## [PROBLEM DESCRIPTION]
Reproduce precisely the lines between the start of the data below and the line with "some languages accept.", both included.

Saved data entries
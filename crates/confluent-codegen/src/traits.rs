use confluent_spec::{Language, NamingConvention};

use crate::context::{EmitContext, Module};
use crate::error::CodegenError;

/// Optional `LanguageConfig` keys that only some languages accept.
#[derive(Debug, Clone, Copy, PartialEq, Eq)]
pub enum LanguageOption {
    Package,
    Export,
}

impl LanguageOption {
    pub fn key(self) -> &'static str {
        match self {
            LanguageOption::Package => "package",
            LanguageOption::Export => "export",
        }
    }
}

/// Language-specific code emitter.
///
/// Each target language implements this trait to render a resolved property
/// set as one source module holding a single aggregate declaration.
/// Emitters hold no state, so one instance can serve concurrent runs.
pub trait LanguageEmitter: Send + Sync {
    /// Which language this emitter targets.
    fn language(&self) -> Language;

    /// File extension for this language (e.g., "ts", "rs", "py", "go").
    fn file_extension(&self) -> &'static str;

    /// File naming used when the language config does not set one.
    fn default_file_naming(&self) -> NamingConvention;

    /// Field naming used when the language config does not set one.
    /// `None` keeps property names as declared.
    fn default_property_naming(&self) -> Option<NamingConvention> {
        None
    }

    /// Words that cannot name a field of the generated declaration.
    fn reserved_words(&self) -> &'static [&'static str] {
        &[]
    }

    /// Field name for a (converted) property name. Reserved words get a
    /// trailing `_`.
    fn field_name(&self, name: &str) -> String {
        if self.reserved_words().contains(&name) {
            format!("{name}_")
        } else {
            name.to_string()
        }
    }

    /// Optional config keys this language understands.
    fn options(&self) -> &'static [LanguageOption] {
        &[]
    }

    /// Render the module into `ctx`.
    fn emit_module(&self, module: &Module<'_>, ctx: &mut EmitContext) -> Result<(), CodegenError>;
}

## [OUTPUT FOR THIS EXERCISE]
filename crates/confluent-codegen/src/traits.rs
use confluent_spec::{Language, NamingConvention};

use crate::context::{EmitContext, Module};
use crate::error::CodegenError;

/// Optional `LanguageConfig` keys that only some languages accept.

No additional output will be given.